Find the number of lines containing the string "either" in the data. Answer with the number by itself.

====================

//! Auto-detecting importer: classify a file, decode it, normalize whatever
//! shape came out into candidate records and merge them into the store.
//!
//! Merging is idempotent. Every insert goes through the store's duplicate
//! checks, so re-importing a file the ledger already contains is a no-op,
//! and a date import triggers the same journal cross-product as entering
//! the date by hand.

use std::{fmt, fs, path::Path};

use chrono::{Datelike, NaiveDate};
use rollcall_codec::{Document, FlatItem, XmlDocument, compact, json, native, xml};
use rollcall_core::StudentRecord;
use rollcall_store_sqlite::SqliteStore;
use tracing::{info, warn};

use crate::{
  Error, Result,
  detect::{Format, LARGE_FILE_BYTES},
};

pub struct Importer<'a> {
  store: &'a mut SqliteStore,
}

/// The importer either merged records or refused a large file pending
/// confirmation.
#[derive(Debug, PartialEq, Eq)]
pub enum ImportOutcome {
  /// The file exceeds the size gate; nothing was read. Retry with
  /// `allow_large` to proceed.
  LargeFile(u64),
  Imported(ImportReport),
}

/// How many records of each kind were newly merged (duplicates excluded).
#[derive(Debug, Default, PartialEq, Eq)]
pub struct ImportReport {
  pub groups:   usize,
  pub students: usize,
  pub lessons:  usize,
  pub dates:    usize,
}

impl ImportReport {
  pub fn is_empty(&self) -> bool {
    self.groups == 0
      && self.students == 0
      && self.lessons == 0
      && self.dates == 0
  }
}

impl fmt::Display for ImportReport {
  fn fmt(&self, f: &mut fmt::Formatter<'_>) -> fmt::Result {
    if self.is_empty() {
      return write!(f, "Nothing imported.");
    }
    let mut lines = Vec::new();
    for (count, noun) in [
      (self.groups, "group(s)"),
      (self.students, "student(s)"),
      (self.lessons, "lesson(s)"),
      (self.dates, "date(s)"),
    ] {
      if count > 0 {
        lines.push(format!("Imported {count} {noun}"));
      }
    }
    write!(f, "{}", lines.join("\n"))
  }
}

/// A record extracted from a decoded file, not yet merged.
enum Candidate {
  Group(String),
  Student(StudentRecord),
  Lesson(String),
  Date(String),
}

impl<'a> Importer<'a> {
  pub fn new(store: &'a mut SqliteStore) -> Self {
    Self { store }
  }

  /// Import `path`, detecting the format from the extension or, failing
  /// that, the file's leading bytes.
  pub fn auto_import(
    &mut self,
    path: &Path,
    allow_large: bool,
  ) -> Result<ImportOutcome> {
    let size = fs::metadata(path)?.len();
    if size > LARGE_FILE_BYTES && !allow_large {
      return Ok(ImportOutcome::LargeFile(size));
    }

    let bytes = fs::read(path)?;
    let format = Format::from_path(path)
      .or_else(|| Format::sniff(&bytes))
      .ok_or(Error::UnknownFormat)?;
    info!(path = %path.display(), ?format, size, "importing");

    let candidates = match format {
      Format::Json => {
        let text = String::from_utf8(bytes)
          .map_err(|_| Error::Malformed("not valid UTF-8".into()))?;
        normalize_document(json::decode(&text)?)
      }
      Format::Xml => normalize_tree(xml::decode(&bytes)?),
      Format::Native => normalize_bundle(native::decode(&bytes)?),
      Format::Compact => normalize_document(compact::decode(&bytes)?),
    };

    Ok(ImportOutcome::Imported(self.merge(candidates)?))
  }

  fn merge(&mut self, candidates: Vec<Candidate>) -> Result<ImportReport> {
    let mut report = ImportReport::default();
    for candidate in candidates {
      match candidate {
        Candidate::Group(name) => {
          if self.store.insert_group(&name)? {
            report.groups += 1;
          }
        }
        Candidate::Student(student) => {
          if self.store.insert_student(&student)? {
            report.students += 1;
          }
        }
        Candidate::Lesson(title) => {
          if self.store.insert_lesson(&title)? {
            report.lessons += 1;
          }
        }
        Candidate::Date(text) => {
          let Ok(date) = NaiveDate::parse_from_str(&text, "%Y-%m-%d") else {
            warn!(date = %text, "skipping unparseable date");
            continue;
          };
          if self.store.insert_date(date.year(), date.month(), date.day())? {
            report.dates += 1;
          }
        }
      }
    }
    Ok(report)
  }
}

// ─── Normalizers ─────────────────────────────────────────────────────────────

/// A structured document is either a full bundle or a flat list of items.
fn normalize_document(document: Document) -> Vec<Candidate> {
  match document {
    Document::Bundle(backup) => normalize_bundle(backup),
    Document::Flat(items) => items
      .into_iter()
      .map(|item| match item {
        FlatItem::Name(name) => Candidate::Group(name),
        FlatItem::Student(student) => Candidate::Student(student),
      })
      .collect(),
  }
}

/// Bundles merge dimensions in dependency order so the implicit journal
/// cross-product sees every student and lesson before the first date
/// lands. Journal rows themselves are never merged; the cascade
/// regenerates them with unmarked hours.
fn normalize_bundle(backup: rollcall_core::Backup) -> Vec<Candidate> {
  let mut out = Vec::new();
  out.extend(backup.groups.into_iter().map(Candidate::Group));
  out.extend(backup.students.into_iter().map(Candidate::Student));
  out.extend(backup.lessons.into_iter().map(Candidate::Lesson));
  out.extend(backup.dates.into_iter().map(Candidate::Date));
  out
}

/// Interpret the shallow markup tree. Foreign documents spell things in
/// various ways: a group can be the item's text, a `<Name>` child, or a
/// `name` attribute; a student needs all four of its child fields.
fn normalize_tree(doc: XmlDocument) -> Vec<Candidate> {
  let mut out = Vec::new();
  for item in &doc.items {
    let tag = item.tag.to_ascii_lowercase();
    match tag.as_str() {
      "group" => {
        let name = item
          .child_text("name")
          .or_else(|| item.attr("name"))
          .unwrap_or(&item.text);
        if !name.is_empty() {
          out.push(Candidate::Group(name.to_owned()));
        }
      }
      "student" => {
        let fields = (
          item.child_text("group"),
          item.child_text("surname"),
          item.child_text("name"),
          item.child_text("patronymic"),
        );
        if let (Some(group), Some(surname), Some(name), Some(patronymic)) =
          fields
        {
          out.push(Candidate::Student(StudentRecord {
            group:      group.to_owned(),
            surname:    surname.to_owned(),
            name:       name.to_owned(),
            patronymic: patronymic.to_owned(),
          }));
        } else {
          warn!(tag = %item.tag, "skipping student item with missing fields");
        }
      }
      "lesson" => {
        let title = item.child_text("name").unwrap_or(&item.text);
        if !title.is_empty() {
          out.push(Candidate::Lesson(title.to_owned()));
        }
      }
      "date" => {
        let date = item.child_text("value").unwrap_or(&item.text);
        if !date.is_empty() {
          out.push(Candidate::Date(date.to_owned()));
        }
      }
      other => warn!(tag = other, "skipping unrecognized markup item"),
    }
  }
  out
}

====================

**FINISHED TASK**
2